White spots on hot pour cream

Hi, I encountered some problem during formulating a hot pour cream. There are some white spots on the surface of finished product. 

And this is what I encountered during milling using three-roll mill. 

I'm using castor oil and Pentaerythrityl Tetraisostearate which I believe are good pigment dispersants to disperse the pigment before milling but it came out like this.

May I know what's wrong in my formulation or is there any techniques to disperse it properly?

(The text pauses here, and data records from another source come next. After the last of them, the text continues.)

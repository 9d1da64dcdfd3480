//! APK signing core.
//!
//! Wraps the Android build tools `zipalign` and `apksigner`: a
//! [`SigningRequest`] goes in, the package is aligned to a 4-byte boundary
//! into `unSign-<name>`, signed into `sign-<name>` next to the input, and a
//! [`PipelineOutcome`] with the full log comes back.
//!
//! # Module Organization
//!
//! - [`request`] - Request parameters and derived output paths
//! - [`tools`] - Build tool lookup
//! - [`command`] - `zipalign` / `apksigner` argument construction
//! - [`runner`] - Child process execution with live output
//! - [`pipeline`] - Stage sequencing and outcome
//! - [`cleanup`] - Intermediate file removal
//! - [`worker`] - Serialized background execution

pub mod cleanup;
pub mod command;
mod error;
pub mod pipeline;
pub mod request;
pub mod runner;
pub mod tools;
pub mod worker;

pub use cleanup::{CleanupReport, remove_intermediate};
pub use command::{ToolCommand, build_align_command, build_sign_command};
pub use error::{Error, ErrorExt, Result};
pub use pipeline::{FailureKind, PipelineOutcome, SigningPipeline, Stage};
pub use request::{DerivedPaths, Secret, SigningRequest};
pub use runner::{CommandRunner, ExecutionResult, LineSink, ProcessRunner};
pub use tools::BuildTools;
pub use worker::{SigningJob, SigningWorker};
//! Terminal output for the command line front end.
//!
//! Tool output and progress go to stdout, warnings and errors to stderr.
//! Status markers are colored when the stream is a terminal.

use cyrup_termcolor::{Color, ColorChoice, ColorSpec, StandardStream, WriteColor};
use std::io::{self, IsTerminal, Write};

/// Writes user-facing messages according to the verbosity flags.
#[derive(Debug, Clone, Copy)]
pub struct OutputManager {
    verbose: bool,
    quiet: bool,
}

fn color_choice(is_terminal: bool) -> ColorChoice {
    if is_terminal {
        ColorChoice::Auto
    } else {
        ColorChoice::Never
    }
}

fn stdout() -> StandardStream {
    StandardStream::stdout(color_choice(io::stdout().is_terminal()))
}

fn stderr() -> StandardStream {
    StandardStream::stderr(color_choice(io::stderr().is_terminal()))
}

/// Writes `marker` in `color`, then `message` uncolored.
fn status_line(
    out: &mut impl WriteColor,
    color: Color,
    marker: &str,
    message: &str,
) -> io::Result<()> {
    out.set_color(ColorSpec::new().set_fg(Some(color)).set_bold(true))?;
    write!(out, "{}", marker)?;
    out.reset()?;
    writeln!(out, " {}", message)?;
    out.flush()
}

impl OutputManager {
    /// Creates an output manager. `quiet` wins over `verbose`.
    pub fn new(verbose: bool, quiet: bool) -> Self {
        Self {
            verbose: verbose && !quiet,
            quiet,
        }
    }

    /// Message shown only with `--verbose`.
    pub fn verbose(&self, message: &str) -> io::Result<()> {
        if self.verbose {
            let mut out = stdout();
            out.set_color(ColorSpec::new().set_dimmed(true))?;
            write!(out, "  {}", message)?;
            out.reset()?;
            writeln!(out)?;
        }
        Ok(())
    }

    /// Section header.
    pub fn section(&self, title: &str) -> io::Result<()> {
        if !self.quiet {
            let mut out = stdout();
            writeln!(out)?;
            out.set_color(ColorSpec::new().set_fg(Some(Color::Cyan)).set_bold(true))?;
            writeln!(out, "{}", title)?;
            writeln!(out, "{}", "─".repeat(title.chars().count()))?;
            out.reset()?;
        }
        Ok(())
    }

    /// Indented line, used for tool output.
    pub fn indent(&self, message: &str) -> io::Result<()> {
        if !self.quiet {
            let mut out = io::stdout().lock();
            writeln!(out, "  {}", message)?;
            out.flush()?;
        }
        Ok(())
    }

    /// Success line.
    pub fn success(&self, message: &str) -> io::Result<()> {
        if !self.quiet {
            status_line(&mut stdout(), Color::Green, "✓", message)?;
        }
        Ok(())
    }

    /// Warning line.
    pub fn warn(&self, message: &str) -> io::Result<()> {
        if !self.quiet {
            status_line(&mut stderr(), Color::Yellow, "⚠", message)?;
        }
        Ok(())
    }

    /// Error line, shown even when quiet.
    pub fn error(&self, message: &str) -> io::Result<()> {
        status_line(&mut stderr(), Color::Red, "✗", message)
    }
}

#[cfg(test)]
mod tests {
    use super::*;
    use cyrup_termcolor::{Ansi, NoColor};

    #[test]
    fn quiet_overrides_verbose() {
        let output = OutputManager::new(true, true);

        assert!(!output.verbose);
        assert!(output.quiet);
    }

    #[test]
    fn plain_status_line_has_no_escape_codes() {
        let mut out = NoColor::new(Vec::new());

        status_line(&mut out, Color::Green, "✓", "Signed package: sign-app.apk").unwrap();

        assert_eq!(
            String::from_utf8(out.into_inner()).unwrap(),
            "✓ Signed package: sign-app.apk\n"
        );
    }

    #[test]
    fn colored_status_line_keeps_message_plain() {
        let mut out = Ansi::new(Vec::new());

        status_line(&mut out, Color::Red, "✗", "signing failed").unwrap();

        let text = String::from_utf8(out.into_inner()).unwrap();
        assert!(text.contains("\x1b["));
        assert!(text.ends_with("\x1b[0m signing failed\n"));
    }

    #[test]
    fn colors_only_on_terminals() {
        assert!(matches!(color_choice(false), ColorChoice::Never));
        assert!(matches!(color_choice(true), ColorChoice::Auto));
    }
}
//! Location of the Android build tools used by the pipeline.
//!
//! Resolution goes through `which::which_in` restricted to the configured
//! build-tools directory, which picks up `zipalign.exe` and `apksigner.bat`
//! on Windows without special casing.

use std::path::{Path, PathBuf};

/// Alignment tool name.
pub const ZIPALIGN: &str = "zipalign";

/// Signing tool name.
pub const APKSIGNER: &str = "apksigner";

/// Resolved paths of the build tools.
#[derive(Debug, Clone, PartialEq, Eq)]
pub struct BuildTools {
    dir: PathBuf,
    zipalign: PathBuf,
    apksigner: PathBuf,
    complete: bool,
}

impl BuildTools {
    /// Resolves both tools inside `tools_dir`.
    ///
    /// A tool that cannot be found falls back to `tools_dir/<name>`; the
    /// missing executable then shows up as a spawn failure in the stage
    /// output rather than as a separate error path.
    pub fn locate(tools_dir: &Path) -> Self {
        let (zipalign, found_zipalign) = resolve(tools_dir, ZIPALIGN);
        let (apksigner, found_apksigner) = resolve(tools_dir, APKSIGNER);

        Self {
            dir: tools_dir.to_path_buf(),
            zipalign,
            apksigner,
            complete: found_zipalign && found_apksigner,
        }
    }

    /// Directory the tools were looked up in.
    pub fn dir(&self) -> &Path {
        &self.dir
    }

    /// Path of `zipalign`.
    pub fn zipalign(&self) -> &Path {
        &self.zipalign
    }

    /// Path of `apksigner`.
    pub fn apksigner(&self) -> &Path {
        &self.apksigner
    }

    /// Whether both tools were found as executables.
    pub fn is_complete(&self) -> bool {
        self.complete
    }
}

fn resolve(tools_dir: &Path, name: &str) -> (PathBuf, bool) {
    match which::which_in(name, Some(tools_dir), tools_dir) {
        Ok(path) => {
            log::debug!("Found {} at: {}", name, path.display());
            (path, true)
        }
        Err(e) => {
            log::warn!(
                "{} not found in {}: {}. The stage using it will fail.",
                name,
                tools_dir.display(),
                e
            );
            (tools_dir.join(name), false)
        }
    }
}
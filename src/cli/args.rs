//! Command line argument parsing and validation.
//!
//! This module provides CLI argument parsing using clap, with validation and
//! merging of flags over remembered settings.

use crate::config::SignerConfig;
use clap::{Parser, Subcommand};
use std::path::PathBuf;

/// Align and sign Android packages with zipalign and apksigner
#[derive(Parser, Debug)]
#[command(
    name = "apk_autosign",
    version,
    about = "Align and sign Android packages with zipalign and apksigner",
    long_about = "Aligns an APK with zipalign, signs it with apksigner and removes the intermediate file.

Outputs are written next to the input package:
  unSign-<name>   aligned, unsigned (removed after a successful signing)
  sign-<name>     aligned and signed

Usage:
  apk_autosign sign --apk out/app.apk --tools-dir $ANDROID_HOME/build-tools/34.0.0 \\
      --keystore release.jks --alias release --key-password ... --alias-password ...
  apk_autosign sign --apk out/app.apk      # reuses the settings remembered from last time
  apk_autosign open-dir --apk out/app.apk

Exit code 0 = signed package exists at sign-<name>."
)]
pub struct Args {
    #[command(subcommand)]
    pub command: Command,

    /// Print debug-level progress messages
    #[arg(short, long, global = true)]
    pub verbose: bool,

    /// Only print errors
    #[arg(short, long, global = true, conflicts_with = "verbose")]
    pub quiet: bool,

    /// Settings file (default: <temp dir>/auto_sign_config.json)
    #[arg(long, global = true, value_name = "PATH", env = "APK_AUTOSIGN_CONFIG")]
    pub config: Option<PathBuf>,
}

/// Subcommands
#[derive(Subcommand, Debug)]
pub enum Command {
    /// Align and sign a package
    Sign(SignArgs),

    /// Open the directory containing a package
    OpenDir {
        /// Package whose directory to open
        #[arg(short, long, value_name = "APK")]
        apk: Option<PathBuf>,
    },

    /// Inspect remembered settings
    Config {
        #[command(subcommand)]
        action: ConfigAction,
    },
}

/// `config` actions
#[derive(Subcommand, Debug, Clone, Copy, PartialEq, Eq)]
pub enum ConfigAction {
    /// Print the remembered settings with passwords masked
    Show,
    /// Print the settings file location
    Path,
}

/// Arguments of `sign`. Anything omitted falls back to the remembered value.
#[derive(clap::Args, Debug, Default)]
pub struct SignArgs {
    /// Package to sign
    #[arg(short, long, value_name = "APK")]
    pub apk: Option<PathBuf>,

    /// Android SDK build-tools directory containing zipalign and apksigner
    #[arg(short, long, value_name = "DIR", env = "APK_AUTOSIGN_TOOLS_DIR")]
    pub tools_dir: Option<PathBuf>,

    /// Keystore file
    #[arg(short, long, value_name = "PATH", env = "APK_AUTOSIGN_KEYSTORE")]
    pub keystore: Option<PathBuf>,

    /// Key alias inside the keystore
    #[arg(long, env = "APK_AUTOSIGN_ALIAS")]
    pub alias: Option<String>,

    /// Keystore password
    #[arg(long, env = "APK_AUTOSIGN_KEY_PASSWORD", hide_env_values = true)]
    pub key_password: Option<String>,

    /// Key entry password
    #[arg(long, env = "APK_AUTOSIGN_ALIAS_PASSWORD", hide_env_values = true)]
    pub alias_password: Option<String>,

    /// Kill a tool that runs longer than this many seconds
    #[arg(long, value_name = "SECS")]
    pub timeout_secs: Option<u64>,

    /// Do not remember the settings used for this run
    #[arg(long)]
    pub no_save: bool,
}

impl SignArgs {
    /// Overlays the given flags onto `stored`.
    pub fn merge(&self, stored: SignerConfig) -> SignerConfig {
        let path = |p: &Option<PathBuf>, old: String| {
            p.as_ref()
                .map(|p| p.to_string_lossy().into_owned())
                .unwrap_or(old)
        };
        SignerConfig {
            build_tools_dir: path(&self.tools_dir, stored.build_tools_dir),
            jks_path: path(&self.keystore, stored.jks_path),
            alias: self.alias.clone().unwrap_or(stored.alias),
            key_password: self.key_password.clone().unwrap_or(stored.key_password),
            alias_password: self.alias_password.clone().unwrap_or(stored.alias_password),
        }
    }
}

impl Args {
    /// Parse command line arguments
    pub fn parse_args() -> Self {
        Self::parse()
    }

    /// Validate arguments for consistency
    pub fn validate(&self) -> Result<(), String> {
        if let Command::Sign(sign) = &self.command {
            if sign.timeout_secs == Some(0) {
                return Err("--timeout-secs must be greater than zero".to_string());
            }
        }

        Ok(())
    }
}

/// Configuration derived from command line arguments
#[derive(Debug, Clone)]
pub struct RuntimeConfig {
    /// Output manager for terminal output
    output: super::OutputManager,
}

impl From<&Args> for RuntimeConfig {
    fn from(args: &Args) -> Self {
        Self {
            output: super::OutputManager::new(args.verbose, args.quiet),
        }
    }
}

impl RuntimeConfig {
    /// Print verbose message if in verbose mode
    pub fn verbose_println(&self, message: &str) -> std::io::Result<()> {
        self.output.verbose(message)
    }

    /// Print success message if not in quiet mode
    pub fn success(&self, message: &str) -> std::io::Result<()> {
        self.output.success(message)
    }

    /// Print warning message if not in quiet mode
    pub fn warn(&self, message: &str) -> std::io::Result<()> {
        self.output.warn(message)
    }

    /// Print error message
    pub fn error(&self, message: &str) -> std::io::Result<()> {
        self.output.error(message)
    }

    /// Print section header
    pub fn section(&self, title: &str) -> std::io::Result<()> {
        self.output.section(title)
    }

    /// Print indented text
    pub fn indent(&self, message: &str) -> std::io::Result<()> {
        self.output.indent(message)
    }
}

#[cfg(test)]
mod tests {
    use super::*;
    use clap::CommandFactory;

    #[test]
    fn cli_definition_is_consistent() {
        Args::command().debug_assert();
    }

    #[test]
    fn flags_override_stored_settings() {
        let args = SignArgs {
            keystore: Some("/new.jks".into()),
            alias: Some("new".into()),
            ..Default::default()
        };
        let stored = SignerConfig {
            build_tools_dir: "/tools".into(),
            jks_path: "/old.jks".into(),
            alias: "old".into(),
            key_password: "p1".into(),
            alias_password: "p2".into(),
        };

        let merged = args.merge(stored);

        assert_eq!(merged.build_tools_dir, "/tools");
        assert_eq!(merged.jks_path, "/new.jks");
        assert_eq!(merged.alias, "new");
        assert_eq!(merged.key_password, "p1");
    }

    #[test]
    fn zero_timeout_is_rejected() {
        let args = Args::try_parse_from(["apk_autosign", "sign", "--timeout-secs", "0"]).unwrap();

        assert!(args.validate().is_err());
    }

    #[test]
    fn parses_open_dir() {
        let args = Args::try_parse_from(["apk_autosign", "open-dir", "--apk", "/out/app.apk"])
            .unwrap();

        match args.command {
            Command::OpenDir { apk } => assert_eq!(apk, Some(PathBuf::from("/out/app.apk"))),
            other => panic!("unexpected command: {other:?}"),
        }
    }
}
//! Command execution functions.
//!
//! Each command returns the process exit code on completion.

mod config;
mod open_dir;
mod sign;

pub use config::config;
pub use open_dir::{open_dir, output_dir};
pub use sign::sign;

Thank you in advance for the help.

Thank you very much.  
Newbie of formulation


  • It might help if you would list all the ingredients in your formula.
  • @Perry ;

    AS coated TiO2( tried OTS coated and Hydrogen Dimethicone coated as well)
    AS coated Talc 
    Uncoated pigment ( tried AS coated as well)

    Castor oil
    Capric triglyceride
    Pentaerythrityl Tetraisostearate
    Newbie of formulation
  • What happened when you squeezed them?
    Dr. Catherine Pratt
    (B.Sc with HONS I , Ph.D Analytical/Organic Chem and Microbiology), Cosmetic Chemistry IPCS)
  • I've revised my formula and using uncoated pigment and filler and it is better. Just that yellow spots is observed instead of white spots. The texture is fine with no abnormalities. Any idea?
    Newbie of formulation
  • Maybe you pouring it too hot?
  • source here
    If your product is suffering from grainy, hard white spots this is due to the butters and waxes containing varying amounts of fatty acids which have different melting and solidification points. Melting does not therefore happen at a single point as different components solidify/crystallize at different temperatures. Unless there is provided a uniform temperature throughout the whole, some ingredients crystallize and cause graininess or grittiness resulting in white hard spots throughout the product. A controlled cool down and stirring during the cool down stage can help avoid graininess in balms and butters. This is known as “tempering” and is often used in chocolate making. The process of tempering involves melting the product completely, (i.e. to 70°C) and then pouring it into the container and placing into a fridge or freezer (or in manufacturing, a “cooling tunnel”) to speed up cooling. Another method to reduce graininess is to use the Lipex range by the supplier AAK AB and microcrystalline wax instead of natural waxes. The suppliers of Softisan® 378 (INCI Name, Caprylic/Capric/Myristic/Stearic Triglyceride) also claim their ingredient when incorporated into a formulation will reduce graininess.